Yavuz Alogan
İşçi hareketi ile sosyalist partilerin aynı toplumsal hedeflerde birleştiği kısa dönemlere tarihte çok az tanık olunmuştur. Bu süreçlerde bir ardıllık aramak gerekirse, önce işçi hareketinin yükseldiğini, kendisiyle birlikte bütün sosyalist partileri ve hareketleri yükselttiğini görürüz. Yükselen sınıf hareketi sosyalist grupları birleştirir; yürüyüş ve gösterilerde, grevlerde ve fabrika işgal komitelerinde solun bütün fraksiyonları yer alır.

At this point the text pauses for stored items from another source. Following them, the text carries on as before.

use serde::Deserialize;

/// Specifies which cache store implementation to use
#[derive(Debug, Deserialize, Clone, PartialEq, Default)]
#[serde(rename_all = "kebab-case")]
pub enum CacheStore {
    InMemory,
    Redis,
    #[serde(other)]
    #[default]
    None,
}

/// Configuration for the token-state stores (refresh tokens, blacklist,
/// idempotency records).
#[derive(Debug, Deserialize, Clone)]
pub struct CacheConfig {
    /// Default TTL in seconds for entries written without an explicit one
    /// (default: 1 hour). Token-state entries always carry their own TTL.
    #[serde(default = "default_ttl")]
    pub ttl: u32,

    /// Cache store type: "in-memory", "redis", or null (default)
    #[serde(default)]
    pub store: CacheStore,

    /// In-memory cache specific configuration
    #[serde(default)]
    pub memory: InMemoryConfig,

    /// Redis cache specific configuration
    #[serde(default)]
    pub redis: RedisConfig,
}

fn default_ttl() -> u32 {
    3600 // 1 hour
}

impl Default for CacheConfig {
    fn default() -> Self {
        Self {
            ttl: default_ttl(),
            store: CacheStore::None,
            memory: InMemoryConfig::default(),
            redis: RedisConfig::default(),
        }
    }
}

/// In-memory cache configuration options
#[derive(Debug, Deserialize, Clone)]
pub struct InMemoryConfig {
    /// Maximum capacity in MiB (default: 128 MiB)
    #[serde(default = "default_capacity")]
    pub capacity: usize,
}

fn default_capacity() -> usize {
    128 // MiB
}

impl Default for InMemoryConfig {
    fn default() -> Self {
        Self {
            capacity: default_capacity(),
        }
    }
}

/// Redis cache configuration options
#[derive(Debug, Deserialize, Clone, Default)]
pub struct RedisConfig {
    /// Redis connection string
    #[serde(default)]
    pub url: String,
}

Tam aksine işçi hareketinin yatıştığı, işçilerin sınıf olma duygusunu kaybettikleri dönemlerde, sosyalistlerin kurdukları örgütler giderek ayrışır, birbiriyle polemik ve münazara yapan fikir kulüplerine dönüşür. Durgunluk uzun yıllar sürerse, sosyalist gruplar kendi içlerinde yozlaşmaya, tuhaflaşmaya, sürekli bölünmeye, hatta psikiyatri kliniklerinde rastlanabilecek karakterler üretmeye başlarlar. Sosyalist partileri diğer bütün muhalif partilerden ayıran ve varoluşlarını belirleyen özellik, işçi hareketinin seviyesi ve sınıf bilincinin oluşma imkân ve ihtimalidir.
Harekât alanı
1882 yılında Friedrich Engels, Alman sosyalist hareketinin lideri Karl Kautsky’e bir mektup yazarak şu uyarıda bulunur: “Dövüşebilmek için önce bir arazi, ışık, hava ve harekât alanı olması gerekir. Aksi taktirde asla gevezelikten başka bir şey yapmamış olursunuz?” (akt. Lars T. Lih, Ayrıntı 2018, s. 107).
Engels bu sözlerle sosyalistlere, o dönemde Almanya’da yürürlükte olan Anti-Sosyalist Yasalar’ın kaldırılması, dernek kurma, toplanma ve basın özgürlüğünün sağlanması için mücadele etmelerini, böylece kendilerine bir “harekât alanı” açmalarını tavsiye etmektedir.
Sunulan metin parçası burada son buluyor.